Hyper-local advertising seems to be on the rise.
Posters, messages and scrawls you get to see at street corners, on TNEB junction boxes and on the avenue trees.
They seem to offer leads to life trends.
Jobs are always on offer.
So are cures for cancer and impotency.
Between the two, the host of services can range from offering to teach you how to download songs or arranging to clean your overhead tank.
Across our office, in the corner of a busy junction we have a hugely popular fruit juice shop. The shop has been written about by all the city dailies and is counted to be among the ten most popular ‘joints’ for young people.
I think it scores high on four counts - range of juices, the quality, the speed with which they are served and the refills most customers enjoy, for free.
I still have not tried out the Sharjah Special here.
At any given time, there are 25 to 30 people hanging out at this joint. So now I know why the abandoned traffic police booth that some sponsor erected at this junction has become the notice board for hyperlocal advertising.

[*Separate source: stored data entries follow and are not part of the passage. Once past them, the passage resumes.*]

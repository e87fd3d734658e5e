//! Same-process ghost fill driven by per-patch local connections.
//!
//! Every patch gets one [`LocalConnection`]: its outgoing copies on the send
//! side, the copies that fill its ghost cells on the receive side. A worker
//! thread that owns some patches calls [`HaloExchange::fill_boundary`] once
//! per epoch:
//!
//! 1. pack each outgoing region, deliver it into the partner's receive
//!    descriptor (using the partner's recycled buffer), then complete the send;
//! 2. poll the owned connections, draining each one as soon as its firing
//!    rule opens and unpacking received regions into ghost cells;
//! 3. meet the other workers at the epoch barrier, where the last arrival
//!    resets every connection before anybody may start the next epoch.
//!
//! Readiness is discovered by each worker on its own connections; no thread
//! schedules the others.

use std::sync::atomic::{AtomicBool, Ordering};
use std::time::{Duration, Instant};

use parking_lot::Mutex;

use crate::algs::copy_plan::CopyPlan;
use crate::data::fab::Fab;
use crate::geometry::{IndexBox, IntVect};
use crate::halo_error::HaloError;
use crate::layout::BoxLayout;
use crate::sync::{
    CohortBarrier, ConnectionConfig, Direction, Fire, FiringRule, LocalConnection,
};

/// Parameters of a halo exchange.
#[derive(Clone, Debug, PartialEq, Eq, serde::Serialize, serde::Deserialize)]
pub struct HaloConfig {
    /// Ghost cells per axis.
    pub n_grow: IntVect,
    /// Components per cell.
    pub n_comp: usize,
    /// Worker threads calling `fill_boundary` each epoch.
    pub workers: usize,
    pub firing_rule: FiringRule,
    /// Give up on an epoch whose inputs have not all landed by then.
    pub epoch_deadline: Option<Duration>,
}

impl Default for HaloConfig {
    fn default() -> Self {
        Self {
            n_grow: [1, 1, 1],
            n_comp: 1,
            workers: 1,
            firing_rule: FiringRule::All,
            epoch_deadline: None,
        }
    }
}

impl HaloConfig {
    pub fn validate(&self) -> Result<(), HaloError> {
        if self.n_comp == 0 {
            return Err(HaloError::InvalidConfig("n_comp must be positive".into()));
        }
        if self.workers == 0 {
            return Err(HaloError::InvalidConfig("workers must be positive".into()));
        }
        if !self.firing_rule.gates(Direction::Receive) {
            // ghost data would be unpacked before it has all landed
            return Err(HaloError::InvalidConfig(format!(
                "firing rule {:?} does not wait for receives",
                self.firing_rule
            )));
        }
        if self.n_grow.iter().any(|&g| g < 0) {
            return Err(HaloError::InvalidConfig(format!(
                "ghost width must be non-negative, got {:?}",
                self.n_grow
            )));
        }
        Ok(())
    }
}

pub struct HaloExchange {
    config: HaloConfig,
    boxes: Vec<IndexBox>,
    plan: CopyPlan,
    connections: Vec<LocalConnection>,
    epoch_barrier: CohortBarrier,
    reset_result: Mutex<Option<Result<(), HaloError>>>,
    aborted: AtomicBool,
}

impl HaloExchange {
    /// Plan the copies of `layout`, build one connection per patch and
    /// activate them all.
    pub fn new<L>(layout: &L, config: HaloConfig) -> Result<Self, HaloError>
    where
        L: BoxLayout + ?Sized,
    {
        config.validate()?;
        let boxes = (0..layout.len())
            .map(|i| layout.try_patch_box(i))
            .collect::<Result<Vec<_>, _>>()?;
        let plan = CopyPlan::build(layout, config.n_grow, config.n_comp)?;
        let conn_cfg = ConnectionConfig {
            firing_rule: config.firing_rule,
            barrier_participants: None,
        };
        let connections = (0..boxes.len())
            .map(|p| {
                let c = plan.connection_for(p, &conn_cfg)?;
                c.activate()?;
                Ok(c)
            })
            .collect::<Result<Vec<_>, HaloError>>()?;
        log::debug!(
            "halo exchange ready: {} patches, {} copies, {} workers",
            boxes.len(),
            plan.copies().len(),
            config.workers
        );
        Ok(Self {
            epoch_barrier: CohortBarrier::new(config.workers)?,
            config,
            boxes,
            plan,
            connections,
            reset_result: Mutex::new(None),
            aborted: AtomicBool::new(false),
        })
    }

    pub fn config(&self) -> &HaloConfig {
        &self.config
    }

    pub fn plan(&self) -> &CopyPlan {
        &self.plan
    }

    pub fn num_patches(&self) -> usize {
        self.boxes.len()
    }

    pub fn connection(&self, patch: usize) -> Result<&LocalConnection, HaloError> {
        self.connections.get(patch).ok_or(HaloError::UnknownPatch {
            patch,
            len: self.boxes.len(),
        })
    }

    /// Zeroed cell data shaped for `patch`.
    pub fn make_fab(&self, patch: usize) -> Result<Fab, HaloError> {
        let valid = *self.boxes.get(patch).ok_or(HaloError::UnknownPatch {
            patch,
            len: self.boxes.len(),
        })?;
        Ok(Fab::new(valid, self.config.n_grow, self.config.n_comp))
    }

    fn check_fab(&self, patch: usize, fab: &Fab) -> Result<(), HaloError> {
        let expect = self.make_fab_shape(patch)?;
        if fab.grown_box() != expect || fab.n_comp() != self.config.n_comp {
            return Err(HaloError::RegionOutOfBounds {
                region: expect,
                storage: fab.grown_box(),
            });
        }
        Ok(())
    }

    fn make_fab_shape(&self, patch: usize) -> Result<IndexBox, HaloError> {
        self.boxes
            .get(patch)
            .map(|b| b.grow_by(self.config.n_grow))
            .ok_or(HaloError::UnknownPatch {
                patch,
                len: self.boxes.len(),
            })
    }

    /// Pack and deliver every outgoing copy of `patch`.
    pub fn send(&self, patch: usize, fab: &Fab) -> Result<(), HaloError> {
        self.check_fab(patch, fab)?;
        let conn = self.connection(patch)?;
        for (slot, desc) in conn.descriptors(Direction::Send).iter().enumerate() {
            let mut pkg = desc.acquire_package();
            fab.pack(&desc.sbx(), pkg.payload_mut())?;

            let (dst, recv_slot) = desc.nd().zip(desc.d_partner()).ok_or_else(|| {
                HaloError::InvariantViolation(format!(
                    "send {slot} of patch {patch} has no receiving partner"
                ))
            })?;
            let partner = self.connection(dst)?;
            let mut incoming = partner.acquire_package(Direction::Receive, recv_slot)?;
            incoming.payload_mut().copy_from_slice(pkg.payload());
            partner.complete_receive(recv_slot, incoming)?;
            conn.complete_send(slot, pkg)?;
        }
        Ok(())
    }

    /// If the connection of `patch` has fired, unpack its ghost data into
    /// `fab`, recycle the packages and return `true`.
    pub fn try_fill(&self, patch: usize, fab: &mut Fab) -> Result<bool, HaloError> {
        self.check_fab(patch, fab)?;
        let conn = self.connection(patch)?;
        match conn.try_fire() {
            Fire::Pending => Ok(false),
            Fire::Fired => Err(HaloError::AlreadyDrained),
            Fire::Ready => {
                conn.consume(|dir, desc, pkg| match dir {
                    Direction::Receive => fab.unpack(&desc.dbx(), pkg.payload()),
                    Direction::Send => Ok(()),
                })?;
                Ok(true)
            }
        }
    }

    /// Run one epoch of ghost exchange for the patches this worker owns.
    ///
    /// Every one of `config.workers` workers must call this once per epoch,
    /// with disjoint sets of patches. A failure on any worker aborts the epoch
    /// for all of them and leaves the exchange unusable; rebuild it.
    pub fn fill_boundary(&self, owned: &mut [(usize, &mut Fab)]) -> Result<(), HaloError> {
        if self.aborted.load(Ordering::Acquire) {
            return Err(HaloError::EpochAborted);
        }
        let local = self.run_epoch(owned);
        if let Err(e) = &local {
            log::warn!("halo epoch failed on this worker: {e}");
            self.aborted.store(true, Ordering::Release);
        }

        if self.epoch_barrier.wait().is_leader() {
            let res = if self.aborted.load(Ordering::Acquire) {
                Err(HaloError::EpochAborted)
            } else {
                self.connections
                    .iter()
                    .try_for_each(LocalConnection::reset_for_next_epoch)
            };
            *self.reset_result.lock() = Some(res);
        }
        self.epoch_barrier.wait();

        local?;
        self.reset_result.lock().clone().unwrap_or(Ok(()))
    }

    fn run_epoch(&self, owned: &mut [(usize, &mut Fab)]) -> Result<(), HaloError> {
        for (patch, fab) in owned.iter() {
            self.send(*patch, fab)?;
        }

        let deadline = self.config.epoch_deadline.map(|d| Instant::now() + d);
        let mut waiting: Vec<usize> = (0..owned.len()).collect();
        while !waiting.is_empty() {
            let mut still = Vec::with_capacity(waiting.len());
            for i in waiting {
                let (patch, fab) = &mut owned[i];
                if !self.try_fill(*patch, fab)? {
                    still.push(i);
                }
            }
            waiting = still;
            if waiting.is_empty() {
                break;
            }
            if self.aborted.load(Ordering::Acquire) {
                return Err(HaloError::EpochAborted);
            }
            if deadline.is_some_and(|d| Instant::now() >= d) {
                let patches: Vec<usize> = waiting.iter().map(|&i| owned[i].0).collect();
                for &p in &patches {
                    if let Ok(conn) = self.connection(p) {
                        log::warn!("patch {p} still waiting on {:?}", conn.pending());
                    }
                }
                return Err(HaloError::EpochDeadline { patches });
            }
            std::thread::yield_now();
        }
        Ok(())
    }
}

Somebody is looking for housewives, retirees and youth to canvas for SBI Life.
Another is promising assignments that allow you to work from home. Rs.8000 if you work part time, Rs.16,000 if you work fulltime and Rs.5000 if you work all through Sunday. There is a promise too - you don’t have to make phone calls, you don’t have to attain targets. Just work!
There is also a dirty war of handbills that is going on in this nook. Between agents of internet services providers.
Last week, a leading newspaper launched its campaign - it had part time jobs for young people.
Fighting for space and produced on cheap recycled paper are the posters of a Sex Clinic located in a lane of Triplicane.
Hyperlocal advertising does work. You have to choose the locations in the neighbourhood.